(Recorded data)
Segment Open

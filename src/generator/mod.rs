//! Match generators.
//!
//! A [`GameGenerator`] plays one batch of matches per invocation with the seats of a
//! [`PlayerSlot`] and returns the produced [`GameRecord`]s. Two generators exist:
//! [`LocalGenerator`] runs the in-process simulator, [`ProtocolGenerator`] asks the game
//! server through the single connected seat.

use std::{
    sync::{
        atomic::{AtomicUsize, Ordering},
        Mutex,
    },
    time::Duration,
};

use async_trait::async_trait;
use tokio::time::Instant;
use tracing::trace;

use crate::{game::GameRecord, players::PlayerSlot};

mod local;
mod protocol;

pub use local::LocalGenerator;
pub use protocol::ProtocolGenerator;

/// Plays matches.
#[async_trait]
pub trait GameGenerator: Send + Sync {
    /// Play one batch of matches. Suspends until the whole batch completed.
    async fn generate(
        &self,
        players: &PlayerSlot,
        progress: &Progress,
    ) -> anyhow::Result<Vec<GameRecord>>;

    /// Forget inter-match timing kept from a previous run.
    fn reset_pacing(&self) {}
}

/// Minimum delay between two matches, measured from the end of the previous one.
#[derive(Debug)]
pub struct Pacing {
    interval: Duration,
    last_match_end: Mutex<Option<Instant>>,
}

impl Pacing {
    pub fn new(interval: Duration) -> Self {
        Pacing {
            interval,
            last_match_end: Mutex::new(None),
        }
    }

    /// Sleep until `interval` elapsed since the last recorded match end.
    pub async fn wait(&self) {
        let deadline = self
            .last_match_end
            .lock()
            .expect("poisoned")
            .map(|end| end + self.interval);
        if let Some(deadline) = deadline {
            trace!(?deadline, "pacing");
            tokio::time::sleep_until(deadline).await;
        }
    }

    pub fn mark(&self) {
        *self.last_match_end.lock().expect("poisoned") = Some(Instant::now());
    }

    pub fn reset(&self) {
        *self.last_match_end.lock().expect("poisoned") = None;
    }

    pub fn is_reset(&self) -> bool {
        self.last_match_end.lock().expect("poisoned").is_none()
    }
}

/// Counts produced matches and prints a progress line when verbose.
#[derive(Debug)]
pub struct Progress {
    label: String,
    total: usize,
    done: AtomicUsize,
    verbose: bool,
}

impl Progress {
    pub fn new(label: impl Into<String>, total: usize, verbose: bool) -> Self {
        Progress {
            label: label.into(),
            total,
            done: AtomicUsize::new(0),
            verbose,
        }
    }

    /// Record `n` completed matches.
    pub fn advance(&self, n: usize) {
        let done = self.done.fetch_add(n, Ordering::Relaxed) + n;
        if self.verbose {
            print_progress(&self.label, done, self.total);
        }
    }

    pub fn done(&self) -> usize {
        self.done.load(Ordering::Relaxed)
    }

    /// Leave the progress line.
    pub fn finish(&self) {
        if self.verbose {
            println!();
        }
    }
}

fn print_progress(label: &str, done: usize, total: usize) {
    // clear, green, default, start of line
    print!("\x1b[2K\x1b[32m{label}:\x1b[39m {done}/{total} games\x1b[0G");
    let _ = std::io::Write::flush(&mut std::io::stdout());
}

Segment Closed

Find the lines in the entries above where "trace" occurs, and copy each of them.

→ Problem solution
use tracing::trace;
            trace!(?deadline, "pacing");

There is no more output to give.